Contact: Brenon Daly
Overall M&A is nowhere near the level it was in the boom days of 2007, but there is one sector where deal makers are actually more active than ever: IT security. So far this year, we’ve tallied 45 security acquisitions with an aggregate deal value of some $5.4bn. That is substantially higher than the same period in the previous two years, when the recession knocked M&A into a tailspin.
This year’s level of security M&A is even higher than the $3.7bn spent on 44 deals that we recorded in the same period in 2007, which was a record year for tech acquisitions. The activity in the sector stands out even more when we consider that, overall, deal makers have spent a total of just $80bn on transactions across all sectors so far this year – just one-third the level of spending at this point in 2007.
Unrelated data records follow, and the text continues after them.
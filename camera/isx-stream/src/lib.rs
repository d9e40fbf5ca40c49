//! Client for the real-time video stream of the Inscopix Data Acquisition
//! System (IDAS).
//!
//! The acquisition hub sends each frame as RTP packets carrying uncompressed
//! video ([RFC 4175](https://www.rfc-editor.org/rfc/rfc4175)) to a UDP port.
//! [IsxStream] listens on that port, reassembles and decodes the frames on a
//! background thread, and hands them to the caller one at a time through
//! [IsxStream::get_frame].
//!
//! ```no_run
//! use isx_stream::{IsxStream, IsxStreamConfig};
//!
//! let mut stream = IsxStream::new(IsxStreamConfig::default())?;
//! stream.start_stream()?;
//! loop {
//!     if let Some(frame) = stream.get_frame()? {
//!         println!("{}", frame.stats);
//!     }
//! #   break;
//! }
//! stream.stop_stream()?;
//! # Ok::<(), isx_stream::Error>(())
//! ```

use std::fs::File;
use std::io::BufWriter;
use std::net::SocketAddr;
use std::path::{Path, PathBuf};
use std::sync::{
    Arc,
    mpsc::{Receiver, RecvTimeoutError, TryRecvError},
};
use std::time::{Duration, Instant};

use tracing::{debug, info, trace};

use isx_raw::RawWriter;
pub use isx_stream_types::{FrameStats, IsxStreamConfig, StreamCounters};

pub mod depay;
pub mod frame;
pub mod geometry;
mod receiver;
pub mod rtp;
pub mod sim;
mod stats;

pub use frame::{FrameMetadata, HostTimingInfo, IsxFrame, IsxFrameWithInfo};
pub use geometry::StreamGeometry;
pub use rtp::RtpError;
pub use stats::FrameStatsTracker;

use receiver::{Counters, ReceivedFrame, ReceiverHandle, ReceiverMsg, ReceiverParams};

pub type Result<M> = std::result::Result<M, Error>;

#[derive(thiserror::Error, Debug)]
pub enum Error {
    #[error("invalid downsample factor {0}")]
    InvalidDownsampleFactor(u32),
    #[error("invalid configuration: {0}")]
    InvalidConfig(String),
    #[error("stream already started")]
    AlreadyStarted,
    #[error("stream not started")]
    NotStarted,
    #[error("receiver thread disconnected")]
    ReceiverDisconnected,
    #[error("frame is {actual} bytes (expected {expected})")]
    FrameSizeMismatch { expected: usize, actual: usize },
    #[error("incomplete send")]
    IncompleteSend,
    #[error("storage error: {source}")]
    Storage {
        #[from]
        source: isx_raw::RawError,
    },
    #[error("configuration error: {source}")]
    Config {
        #[from]
        source: isx_stream_types::Error,
    },
    #[error("io error: {source}")]
    IoError {
        #[from]
        source: std::io::Error,
    },
}

fn _test_error_is_send() {
    // Compile-time test to ensure Error implements Send trait.
    fn implements<T: Send>() {}
    implements::<Error>();
}

struct Running {
    rx: Receiver<ReceiverMsg>,
    // Dropping the handle stops the thread.
    receiver: ReceiverHandle,
    local_addr: SocketAddr,
}

struct Storage {
    path: PathBuf,
    writer: RawWriter<BufWriter<File>>,
}

/// A connection to the real-time stream.
pub struct IsxStream {
    cfg: IsxStreamConfig,
    geometry: StreamGeometry,
    tracker: FrameStatsTracker,
    counters: Arc<Counters>,
    running: Option<Running>,
    storage: Option<Storage>,
    n_withheld: u64,
    n_deliverable: u64,
    n_delivered: u64,
}

impl IsxStream {
    /// Validate the configuration. Nothing is opened until
    /// [IsxStream::start_stream].
    pub fn new(cfg: IsxStreamConfig) -> Result<Self> {
        let geometry = StreamGeometry::new(cfg.downsample_factor)?;
        if cfg.frame_decimation == 0 {
            return Err(Error::InvalidConfig(
                "frame_decimation must be at least 1".into(),
            ));
        }
        if cfg.queue_capacity == 0 {
            return Err(Error::InvalidConfig(
                "queue_capacity must be at least 1".into(),
            ));
        }
        if cfg.recv_timeout_msec == 0 {
            return Err(Error::InvalidConfig(
                "recv_timeout_msec must be at least 1".into(),
            ));
        }

        info!(
            "real-time stream on port {} with downsample factor {}, frame size {}x{}",
            cfg.port, cfg.downsample_factor, geometry.image_width, geometry.image_height
        );
        if cfg.sync_with_recording {
            info!("sync with recording enabled: start recording on the acquisition software to view the stream");
        } else {
            info!("sync with recording disabled");
        }
        if !cfg.file_storage {
            info!("file storage disabled");
        }

        Ok(Self {
            cfg,
            geometry,
            tracker: FrameStatsTracker::new(),
            counters: Arc::new(Counters::default()),
            running: None,
            storage: None,
            n_withheld: 0,
            n_deliverable: 0,
            n_delivered: 0,
        })
    }

    pub fn config(&self) -> &IsxStreamConfig {
        &self.cfg
    }

    pub fn geometry(&self) -> &StreamGeometry {
        &self.geometry
    }

    pub fn is_started(&self) -> bool {
        self.running.is_some()
    }

    /// Address of the bound socket while started.
    pub fn local_addr(&self) -> Option<SocketAddr> {
        self.running.as_ref().map(|r| r.local_addr)
    }

    /// Path of the storage file while started with file storage enabled.
    pub fn storage_path(&self) -> Option<&Path> {
        self.storage.as_ref().map(|s| s.path.as_path())
    }

    /// Open the socket and start receiving.
    pub fn start_stream(&mut self) -> Result<()> {
        if self.running.is_some() {
            return Err(Error::AlreadyStarted);
        }

        let buffer_size = self
            .cfg
            .socket_buffer_size
            .unwrap_or_else(|| self.geometry.frame_size_bytes());
        let socket = receiver::bind_socket(self.cfg.socket_addr(), buffer_size)?;
        let local_addr = socket.local_addr()?;

        if self.cfg.file_storage {
            let dir = self.cfg.expanded_output_dir()?;
            self.storage = Some(open_storage(&dir)?);
        }

        let (tx, rx) = std::sync::mpsc::sync_channel(self.cfg.queue_capacity);
        let params = ReceiverParams {
            geometry: self.geometry,
            read_timeout: Duration::from_millis(self.cfg.recv_timeout_msec),
            deliver_incomplete_frames: self.cfg.deliver_incomplete_frames,
        };
        let receiver = match receiver::spawn(socket, params, tx, self.counters.clone()) {
            Ok(receiver) => receiver,
            Err(e) => {
                self.close_storage()?;
                return Err(e);
            }
        };

        self.tracker = FrameStatsTracker::new();
        self.n_deliverable = 0;
        self.running = Some(Running {
            rx,
            receiver,
            local_addr,
        });
        info!("stream started");
        Ok(())
    }

    /// Stop receiving and close the storage file. Does nothing if not
    /// started.
    pub fn stop_stream(&mut self) -> Result<()> {
        if let Some(mut running) = self.running.take() {
            running.receiver.stop();
            info!("stream stopped");
        }
        self.close_storage()
    }

    /// Return the next frame, or `None` if no new frame is ready.
    ///
    /// Does not block. Frames are returned oldest first. Frames withheld by
    /// recording synchronisation or decimation are consumed without being
    /// returned.
    pub fn get_frame(&mut self) -> Result<Option<IsxFrameWithInfo>> {
        loop {
            let msg = {
                let running = self.running.as_ref().ok_or(Error::NotStarted)?;
                match running.rx.try_recv() {
                    Ok(msg) => msg,
                    Err(TryRecvError::Empty) => return Ok(None),
                    Err(TryRecvError::Disconnected) => return Err(Error::ReceiverDisconnected),
                }
            };
            if let Some(frame) = self.process(msg?)? {
                return Ok(Some(frame));
            }
        }
    }

    /// Like [IsxStream::get_frame] but wait up to `timeout` for a frame.
    pub fn wait_frame(&mut self, timeout: Duration) -> Result<Option<IsxFrameWithInfo>> {
        let deadline = Instant::now() + timeout;
        loop {
            let msg = {
                let running = self.running.as_ref().ok_or(Error::NotStarted)?;
                let remaining = deadline.saturating_duration_since(Instant::now());
                match running.rx.recv_timeout(remaining) {
                    Ok(msg) => msg,
                    Err(RecvTimeoutError::Timeout) => return Ok(None),
                    Err(RecvTimeoutError::Disconnected) => {
                        return Err(Error::ReceiverDisconnected);
                    }
                }
            };
            if let Some(frame) = self.process(msg?)? {
                return Ok(Some(frame));
            }
        }
    }

    /// Packet and frame totals since this stream was created.
    pub fn counters(&self) -> StreamCounters {
        StreamCounters {
            frames_withheld: self.n_withheld,
            frames_delivered: self.n_delivered,
            ..self.counters.snapshot()
        }
    }

    fn process(&mut self, received: ReceivedFrame) -> Result<Option<IsxFrameWithInfo>> {
        let ReceivedFrame { frame, host_timing } = received;
        let meta = FrameMetadata::decode(&self.geometry, &frame.data)?;
        let stats = self.tracker.update(&meta);

        if self.cfg.sync_with_recording && !stats.isxd_record {
            trace!("withholding frame #{}: not recording", stats.seq_id);
            self.n_withheld += 1;
            return Ok(None);
        }

        let deliverable_idx = self.n_deliverable;
        self.n_deliverable += 1;
        if deliverable_idx % self.cfg.frame_decimation as u64 != 0 {
            trace!("withholding frame #{}: decimation", stats.seq_id);
            self.n_withheld += 1;
            return Ok(None);
        }

        let image = IsxFrame::decode(&self.geometry, &frame.data)?;
        if let Some(storage) = self.storage.as_mut() {
            storage.writer.write(&image)?;
        }

        self.n_delivered += 1;
        Ok(Some(IsxFrameWithInfo {
            image,
            stats,
            host_timing,
            rtp_timestamp: frame.rtp_timestamp,
            complete: frame.complete,
        }))
    }

    fn close_storage(&mut self) -> Result<()> {
        if let Some(storage) = self.storage.take() {
            let n_frames = storage.writer.n_frames();
            storage.writer.close()?;
            info!(
                "saved {} frames to {}",
                n_frames,
                storage.path.display()
            );
        }
        Ok(())
    }
}

impl Drop for IsxStream {
    fn drop(&mut self) {
        if let Err(e) = self.stop_stream() {
            tracing::error!("error stopping stream: {e}");
        }
    }
}

/// Create `isx_stream_<unix seconds>.raw` in `dir`, adding a suffix if a
/// file of that name exists.
fn open_storage(dir: &Path) -> Result<Storage> {
    std::fs::create_dir_all(dir)?;
    let stamp = chrono::Utc::now().timestamp();
    let mut suffix = 0;
    loop {
        let fname = if suffix == 0 {
            format!("isx_stream_{stamp}.raw")
        } else {
            format!("isx_stream_{stamp}_{suffix}.raw")
        };
        let path = dir.join(fname);
        match File::options().write(true).create_new(true).open(&path) {
            Ok(f) => {
                info!("file storage enabled, storage file: {}", path.display());
                return Ok(Storage {
                    path,
                    writer: RawWriter::new(BufWriter::new(f)),
                });
            }
            Err(e) if e.kind() == std::io::ErrorKind::AlreadyExists => {
                debug!("{} exists", path.display());
                suffix += 1;
            }
            Err(e) => return Err(e.into()),
        }
    }
}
Perhaps the single biggest reason for the jump in spending so far this year has been the return to the market of Symantec. On its own, Big Yellow accounts for about one-third of the total shopping bill in the sector, having announced four deals valued at nearly $1.7bn in 2010. Included in that quartet of purchases is the pick-up of the identity and authentication business from VeriSign, which was Symantec’s largest single transaction since its misguided purchase of storage company Veritas Software in December 2004. It also announced a pair of deals for encryption vendors in a single day in April.
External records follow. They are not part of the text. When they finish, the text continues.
//! A stand-in for the acquisition hub.
//!
//! Builds frames in the hub's wire layout, splits them into RFC 4175 RTP
//! packets and sends them over UDP. Used for testing and for bench work
//! without hardware.

use std::net::{SocketAddr, UdpSocket};

use byteorder::{ByteOrder, LittleEndian};
use tracing::{error, warn};

use crate::geometry::{FRAME_COUNTER_WORDS, PGROUP_BYTES, RECORD_FLAG_VALUE, StreamGeometry};
use crate::rtp::{LineSegment, RtpHeaderFields, write_raw_video_payload, write_rtp_header};
use crate::{Error, Result};

/// Dynamic RTP payload type used for the raw video stream.
pub const PAYLOAD_TYPE: u8 = 96;
/// RTP clock rate for video.
pub const RTP_CLOCK_HZ: u32 = 90_000;
/// Payload size that keeps packets within a 1500 byte Ethernet MTU.
pub const DEFAULT_MAX_PAYLOAD: usize = 1400;

const EXT_SEQ_LEN: usize = 2;
const LINE_HEADER_LEN: usize = 6;

/// Image and metadata of one frame to be sent.
#[derive(Debug, Clone, PartialEq, Eq)]
pub struct SyntheticFrame {
    pub seq_id: u32,
    pub isxd_record: bool,
    /// `image_width * image_height` samples, row major.
    pub image: Vec<u16>,
}

impl SyntheticFrame {
    pub fn from_fn<F>(geometry: &StreamGeometry, seq_id: u32, isxd_record: bool, f: F) -> Self
    where
        F: Fn(u32, u32) -> u16,
    {
        let mut image = Vec::with_capacity(geometry.image_len());
        for y in 0..geometry.image_height {
            for x in 0..geometry.image_width {
                image.push(f(x, y));
            }
        }
        Self {
            seq_id,
            isxd_record,
            image,
        }
    }

    /// Lay out the frame as the hub sends it.
    pub fn to_wire_bytes(&self, geometry: &StreamGeometry) -> Result<Vec<u8>> {
        if self.image.len() != geometry.image_len() {
            return Err(Error::FrameSizeMismatch {
                expected: geometry.image_len(),
                actual: self.image.len(),
            });
        }
        let w = geometry.view16_width() as usize;
        let mut view = vec![0u16; w * geometry.view16_height() as usize];

        let image_start = geometry.header_offset as usize * w;
        view[image_start..image_start + self.image.len()].copy_from_slice(&self.image);

        let meta_start = geometry.meta_row as usize * w;
        for i in 0..FRAME_COUNTER_WORDS {
            let byte = (self.seq_id >> (8 * i)) & 0xFF;
            view[meta_start + (geometry.frame_counter_col + i) as usize] = (byte << 4) as u16;
        }
        view[meta_start + geometry.record_flag_col as usize] = if self.isxd_record {
            RECORD_FLAG_VALUE
        } else {
            0
        };

        let mut data = vec![0u8; view.len() * 2];
        LittleEndian::write_u16_into(&view, &mut data);
        Ok(data)
    }
}

/// Splits frames into RTP packets.
pub struct Packetizer {
    width: usize,
    height: usize,
    stride: usize,
    max_payload: usize,
    ssrc: u32,
    seq: u32,
}

impl Packetizer {
    pub fn new(geometry: &StreamGeometry, max_payload: usize) -> Self {
        let min_payload = EXT_SEQ_LEN + LINE_HEADER_LEN + PGROUP_BYTES as usize;
        Self {
            width: geometry.rtp_width as usize,
            height: geometry.rtp_height as usize,
            stride: geometry.rtp_stride(),
            max_payload: max_payload.max(min_payload),
            ssrc: 0x1D45_0001,
            seq: 0,
        }
    }

    /// Split one frame of wire bytes into packets. The last packet carries
    /// the marker bit.
    pub fn packetize(&mut self, data: &[u8], rtp_timestamp: u32) -> Vec<Vec<u8>> {
        let pgroup = PGROUP_BYTES as usize;
        let mut packets = Vec::new();
        let mut line = 0;
        let mut offset = 0;

        while line < self.height {
            let mut budget = self.max_payload - EXT_SEQ_LEN;
            let mut segments = Vec::new();
            while line < self.height && budget >= LINE_HEADER_LEN + pgroup {
                budget -= LINE_HEADER_LEN;
                let n_px = (self.width - offset).min(budget / pgroup);
                let len = n_px * pgroup;
                let start = line * self.stride + offset * pgroup;
                segments.push(LineSegment {
                    line: line as u16,
                    offset: offset as u16,
                    data: &data[start..start + len],
                });
                budget -= len;
                offset += n_px;
                if offset == self.width {
                    line += 1;
                    offset = 0;
                }
            }

            let mut buf = Vec::with_capacity(12 + self.max_payload);
            write_rtp_header(
                &mut buf,
                &RtpHeaderFields {
                    marker: line >= self.height,
                    payload_type: PAYLOAD_TYPE,
                    sequence_number: self.seq as u16,
                    timestamp: rtp_timestamp,
                    ssrc: self.ssrc,
                },
            );
            write_raw_video_payload(&mut buf, (self.seq >> 16) as u16, &segments);
            packets.push(buf);
            self.seq = self.seq.wrapping_add(1);
        }
        packets
    }
}

/// Sends synthetic frames to a UDP destination.
pub struct StreamSimulator {
    socket: UdpSocket,
    dest: SocketAddr,
    geometry: StreamGeometry,
    packetizer: Packetizer,
    fps: f64,
    n_sent: u64,
}

impl StreamSimulator {
    pub fn new(dest: SocketAddr, downsample_factor: u32, fps: f64) -> Result<Self> {
        let geometry = StreamGeometry::new(downsample_factor)?;
        let bind_addr: SocketAddr = if dest.is_ipv4() {
            ([0, 0, 0, 0], 0).into()
        } else {
            (std::net::Ipv6Addr::UNSPECIFIED, 0).into()
        };
        let socket = UdpSocket::bind(bind_addr)?;
        Ok(Self {
            socket,
            dest,
            geometry,
            packetizer: Packetizer::new(&geometry, DEFAULT_MAX_PAYLOAD),
            fps,
            n_sent: 0,
        })
    }

    pub fn geometry(&self) -> &StreamGeometry {
        &self.geometry
    }

    /// Send one frame. Packets the OS refuses to queue are dropped with a
    /// warning, as the hub would.
    pub fn send_frame(&mut self, frame: &SyntheticFrame) -> Result<()> {
        let data = frame.to_wire_bytes(&self.geometry)?;
        let ticks = (self.n_sent as f64 * RTP_CLOCK_HZ as f64 / self.fps) as u64;
        let rtp_timestamp = ticks as u32;
        for packet in self.packetizer.packetize(&data, rtp_timestamp) {
            match self.socket.send_to(&packet, self.dest) {
                Ok(sz) => {
                    if sz != packet.len() {
                        return Err(Error::IncompleteSend);
                    }
                }
                Err(err) => match err.kind() {
                    std::io::ErrorKind::WouldBlock => {
                        warn!("WouldBlock: dropping packet");
                    }
                    std::io::ErrorKind::ConnectionRefused => {
                        warn!("ConnectionRefused: dropping packet");
                    }
                    _ => {
                        error!("error sending packet: {:?}", err);
                        return Err(err.into());
                    }
                },
            }
        }
        self.n_sent += 1;
        Ok(())
    }

    /// Number of frames sent so far.
    pub fn n_sent(&self) -> u64 {
        self.n_sent
    }
}

#[cfg(test)]
mod tests {
    use super::*;

    #[test]
    fn packets_respect_payload_limit() {
        let g = StreamGeometry::new(4).unwrap();
        let data = vec![0u8; g.frame_size_bytes()];
        let mut packetizer = Packetizer::new(&g, 1000);
        let packets = packetizer.packetize(&data, 0);
        for pkt in &packets {
            assert!(pkt.len() <= 12 + 1000);
        }
        let n_markers = packets.iter().filter(|p| p[1] & 0x80 != 0).count();
        assert_eq!(n_markers, 1);
        assert!(packets.last().unwrap()[1] & 0x80 != 0);
    }

    #[test]
    fn sequence_numbers_continue_across_frames() {
        let g = StreamGeometry::new(8).unwrap();
        let data = vec![0u8; g.frame_size_bytes()];
        let mut packetizer = Packetizer::new(&g, DEFAULT_MAX_PAYLOAD);
        let a = packetizer.packetize(&data, 0);
        let b = packetizer.packetize(&data, 3000);
        let seq = |p: &Vec<u8>| u16::from_be_bytes([p[2], p[3]]);
        assert_eq!(seq(&b[0]), seq(a.last().unwrap()).wrapping_add(1));
    }

    #[test]
    fn wrong_image_size() {
        let g = StreamGeometry::new(8).unwrap();
        let frame = SyntheticFrame {
            seq_id: 1,
            isxd_record: false,
            image: vec![0; 3],
        };
        assert!(matches!(
            frame.to_wire_bytes(&g),
            Err(Error::FrameSizeMismatch { actual: 3, .. })
        ));
    }
}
The other security deal this year we’d highlight is the planned take-private of SonicWALL. With an equity value of $717m, that’s the largest security LBO we’ve seen in some time. (For comparison, a year ago, the same buyout shop, Thoma Bravo, took digital identity firm Entrust private in a deal valued at just $124m.) Add in other smaller deals by McAfee, EMC, Oracle and Check Point Software, and the security M&A market has been busy this year. Given the strength of the sector and the broad base of buyers, we expect activity to remain brisk for the rest of 2010.